--- What needs to be done ---
Nothing but the lines holding the string "CustomerFilter" should appear in the answer. Copy them from the entries.

--- Provided data ---
::::::::::

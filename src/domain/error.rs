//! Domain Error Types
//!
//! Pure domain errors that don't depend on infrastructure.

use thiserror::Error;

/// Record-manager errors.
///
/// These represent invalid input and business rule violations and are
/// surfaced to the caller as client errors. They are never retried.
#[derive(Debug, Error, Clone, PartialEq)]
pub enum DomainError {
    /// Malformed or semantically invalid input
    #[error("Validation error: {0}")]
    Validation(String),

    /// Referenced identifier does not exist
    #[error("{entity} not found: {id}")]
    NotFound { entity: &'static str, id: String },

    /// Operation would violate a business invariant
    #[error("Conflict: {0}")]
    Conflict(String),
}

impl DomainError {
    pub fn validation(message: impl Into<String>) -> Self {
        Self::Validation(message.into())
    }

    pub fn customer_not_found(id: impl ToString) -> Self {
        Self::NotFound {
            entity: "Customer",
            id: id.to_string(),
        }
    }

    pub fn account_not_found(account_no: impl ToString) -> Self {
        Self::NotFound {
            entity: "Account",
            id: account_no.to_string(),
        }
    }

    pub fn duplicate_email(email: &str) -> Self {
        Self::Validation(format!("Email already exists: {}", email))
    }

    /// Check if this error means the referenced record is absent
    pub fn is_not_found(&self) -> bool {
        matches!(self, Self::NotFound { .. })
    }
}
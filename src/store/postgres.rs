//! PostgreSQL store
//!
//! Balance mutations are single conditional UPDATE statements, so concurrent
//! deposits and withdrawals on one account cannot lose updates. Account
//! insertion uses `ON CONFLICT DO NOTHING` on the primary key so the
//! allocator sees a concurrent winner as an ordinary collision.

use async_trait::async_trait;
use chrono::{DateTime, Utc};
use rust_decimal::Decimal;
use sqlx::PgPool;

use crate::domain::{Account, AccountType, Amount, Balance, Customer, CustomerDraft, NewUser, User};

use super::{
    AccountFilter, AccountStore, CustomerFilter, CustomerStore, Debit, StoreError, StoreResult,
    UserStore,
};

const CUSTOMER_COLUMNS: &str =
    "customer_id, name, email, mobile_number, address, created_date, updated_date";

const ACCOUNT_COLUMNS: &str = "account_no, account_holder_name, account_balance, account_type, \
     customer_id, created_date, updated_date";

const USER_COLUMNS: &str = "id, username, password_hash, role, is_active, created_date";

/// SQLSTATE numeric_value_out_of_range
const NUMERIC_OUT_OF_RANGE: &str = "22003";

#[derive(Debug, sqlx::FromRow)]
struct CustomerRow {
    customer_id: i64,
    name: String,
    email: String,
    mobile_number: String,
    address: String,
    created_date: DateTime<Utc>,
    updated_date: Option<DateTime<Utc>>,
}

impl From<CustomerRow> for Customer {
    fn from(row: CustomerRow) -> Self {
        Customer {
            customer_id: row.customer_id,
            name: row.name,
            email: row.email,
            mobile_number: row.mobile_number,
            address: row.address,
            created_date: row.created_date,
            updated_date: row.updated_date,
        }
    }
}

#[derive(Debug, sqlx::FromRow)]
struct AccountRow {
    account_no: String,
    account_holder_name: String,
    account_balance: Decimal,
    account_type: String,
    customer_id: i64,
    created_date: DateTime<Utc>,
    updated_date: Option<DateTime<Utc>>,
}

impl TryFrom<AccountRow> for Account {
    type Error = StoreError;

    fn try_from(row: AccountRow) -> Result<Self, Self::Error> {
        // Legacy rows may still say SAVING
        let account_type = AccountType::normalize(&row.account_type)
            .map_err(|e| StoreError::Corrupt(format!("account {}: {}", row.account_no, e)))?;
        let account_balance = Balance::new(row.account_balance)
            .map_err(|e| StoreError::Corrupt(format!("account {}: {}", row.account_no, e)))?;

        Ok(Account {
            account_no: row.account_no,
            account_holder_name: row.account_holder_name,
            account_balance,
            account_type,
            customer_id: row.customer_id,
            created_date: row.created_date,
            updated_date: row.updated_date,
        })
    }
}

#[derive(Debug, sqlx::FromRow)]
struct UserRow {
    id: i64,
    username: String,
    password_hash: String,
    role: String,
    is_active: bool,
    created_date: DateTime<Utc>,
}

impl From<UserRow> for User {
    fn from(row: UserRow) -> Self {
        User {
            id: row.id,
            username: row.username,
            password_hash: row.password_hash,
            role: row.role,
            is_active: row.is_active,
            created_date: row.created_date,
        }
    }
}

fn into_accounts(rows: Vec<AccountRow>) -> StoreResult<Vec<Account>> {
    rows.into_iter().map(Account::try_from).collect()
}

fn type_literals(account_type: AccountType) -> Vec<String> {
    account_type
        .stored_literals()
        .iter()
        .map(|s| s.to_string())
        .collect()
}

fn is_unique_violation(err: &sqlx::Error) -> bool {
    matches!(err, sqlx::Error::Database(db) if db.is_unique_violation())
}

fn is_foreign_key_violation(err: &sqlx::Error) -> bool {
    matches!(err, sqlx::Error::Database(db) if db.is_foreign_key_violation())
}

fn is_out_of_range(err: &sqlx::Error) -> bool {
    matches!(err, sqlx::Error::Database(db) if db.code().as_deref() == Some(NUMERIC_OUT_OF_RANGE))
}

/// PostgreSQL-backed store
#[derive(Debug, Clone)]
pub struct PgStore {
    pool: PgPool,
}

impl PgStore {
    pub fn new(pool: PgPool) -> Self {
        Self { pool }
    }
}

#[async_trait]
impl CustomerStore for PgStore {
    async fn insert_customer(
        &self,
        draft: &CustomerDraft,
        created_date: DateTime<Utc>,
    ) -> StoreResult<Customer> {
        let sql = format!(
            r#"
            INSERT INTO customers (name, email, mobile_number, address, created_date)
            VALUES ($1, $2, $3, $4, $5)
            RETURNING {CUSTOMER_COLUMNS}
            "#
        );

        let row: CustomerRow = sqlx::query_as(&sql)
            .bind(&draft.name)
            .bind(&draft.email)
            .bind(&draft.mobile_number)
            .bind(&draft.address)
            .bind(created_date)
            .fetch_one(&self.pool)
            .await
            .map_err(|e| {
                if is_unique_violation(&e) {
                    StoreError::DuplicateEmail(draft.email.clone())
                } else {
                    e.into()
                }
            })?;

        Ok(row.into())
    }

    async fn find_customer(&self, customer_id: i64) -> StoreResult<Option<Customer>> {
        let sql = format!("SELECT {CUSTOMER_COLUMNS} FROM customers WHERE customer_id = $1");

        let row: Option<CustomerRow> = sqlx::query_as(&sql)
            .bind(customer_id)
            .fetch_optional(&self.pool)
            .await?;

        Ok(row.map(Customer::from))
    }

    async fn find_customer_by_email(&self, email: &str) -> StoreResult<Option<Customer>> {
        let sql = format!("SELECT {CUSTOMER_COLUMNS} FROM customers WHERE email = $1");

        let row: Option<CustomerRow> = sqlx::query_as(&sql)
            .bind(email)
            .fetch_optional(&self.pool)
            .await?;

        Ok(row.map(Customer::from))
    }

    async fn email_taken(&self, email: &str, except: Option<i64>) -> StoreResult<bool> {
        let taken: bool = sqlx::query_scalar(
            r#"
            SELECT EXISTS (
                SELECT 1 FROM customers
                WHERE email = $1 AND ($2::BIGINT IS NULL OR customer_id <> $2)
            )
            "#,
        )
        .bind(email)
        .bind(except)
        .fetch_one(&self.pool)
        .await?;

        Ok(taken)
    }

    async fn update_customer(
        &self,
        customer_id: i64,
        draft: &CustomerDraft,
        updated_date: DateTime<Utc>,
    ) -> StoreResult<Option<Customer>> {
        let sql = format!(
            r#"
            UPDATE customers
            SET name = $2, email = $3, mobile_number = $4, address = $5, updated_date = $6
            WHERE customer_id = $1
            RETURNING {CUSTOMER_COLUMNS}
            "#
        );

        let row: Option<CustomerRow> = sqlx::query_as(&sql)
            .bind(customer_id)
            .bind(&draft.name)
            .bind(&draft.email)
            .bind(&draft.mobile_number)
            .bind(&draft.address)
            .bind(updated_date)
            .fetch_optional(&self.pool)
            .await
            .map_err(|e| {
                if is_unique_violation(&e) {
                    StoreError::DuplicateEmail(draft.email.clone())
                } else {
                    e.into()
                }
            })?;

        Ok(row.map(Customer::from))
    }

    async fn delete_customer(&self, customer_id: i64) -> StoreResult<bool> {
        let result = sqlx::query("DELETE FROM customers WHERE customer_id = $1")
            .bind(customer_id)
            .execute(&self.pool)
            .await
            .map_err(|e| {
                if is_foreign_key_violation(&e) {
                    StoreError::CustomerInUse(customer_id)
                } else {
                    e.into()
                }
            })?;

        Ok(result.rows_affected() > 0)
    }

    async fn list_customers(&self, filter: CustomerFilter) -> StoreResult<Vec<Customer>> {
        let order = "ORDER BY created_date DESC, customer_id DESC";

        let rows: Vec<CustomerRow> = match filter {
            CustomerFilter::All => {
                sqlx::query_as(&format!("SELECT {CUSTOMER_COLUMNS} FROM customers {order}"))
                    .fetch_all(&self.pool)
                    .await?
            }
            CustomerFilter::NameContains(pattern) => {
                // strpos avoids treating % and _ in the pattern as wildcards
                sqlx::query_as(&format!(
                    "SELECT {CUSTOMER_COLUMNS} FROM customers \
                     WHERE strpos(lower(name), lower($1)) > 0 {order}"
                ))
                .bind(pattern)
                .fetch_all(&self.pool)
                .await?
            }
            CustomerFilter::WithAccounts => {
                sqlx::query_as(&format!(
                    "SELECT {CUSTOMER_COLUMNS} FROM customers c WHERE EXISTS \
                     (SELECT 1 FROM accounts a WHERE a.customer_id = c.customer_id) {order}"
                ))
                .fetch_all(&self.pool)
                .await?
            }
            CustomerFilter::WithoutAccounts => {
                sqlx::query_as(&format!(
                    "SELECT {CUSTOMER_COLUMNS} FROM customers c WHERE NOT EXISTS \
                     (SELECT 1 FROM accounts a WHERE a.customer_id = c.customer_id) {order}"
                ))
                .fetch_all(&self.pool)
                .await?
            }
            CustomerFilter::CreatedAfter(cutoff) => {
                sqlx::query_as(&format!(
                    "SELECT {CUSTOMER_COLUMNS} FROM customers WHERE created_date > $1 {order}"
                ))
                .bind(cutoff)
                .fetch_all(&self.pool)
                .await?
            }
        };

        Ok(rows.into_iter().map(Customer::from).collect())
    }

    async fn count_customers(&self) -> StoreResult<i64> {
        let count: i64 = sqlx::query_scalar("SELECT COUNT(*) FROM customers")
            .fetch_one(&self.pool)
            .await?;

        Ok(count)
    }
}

::::::::::

--- Solution for this problem ---
    AccountFilter, AccountStore, CustomerFilter, CustomerStore, Debit, StoreError, StoreResult,
    async fn list_customers(&self, filter: CustomerFilter) -> StoreResult<Vec<Customer>> {
            CustomerFilter::All => {
            CustomerFilter::NameContains(pattern) => {
            CustomerFilter::WithAccounts => {
            CustomerFilter::WithoutAccounts => {
            CustomerFilter::CreatedAfter(cutoff) => {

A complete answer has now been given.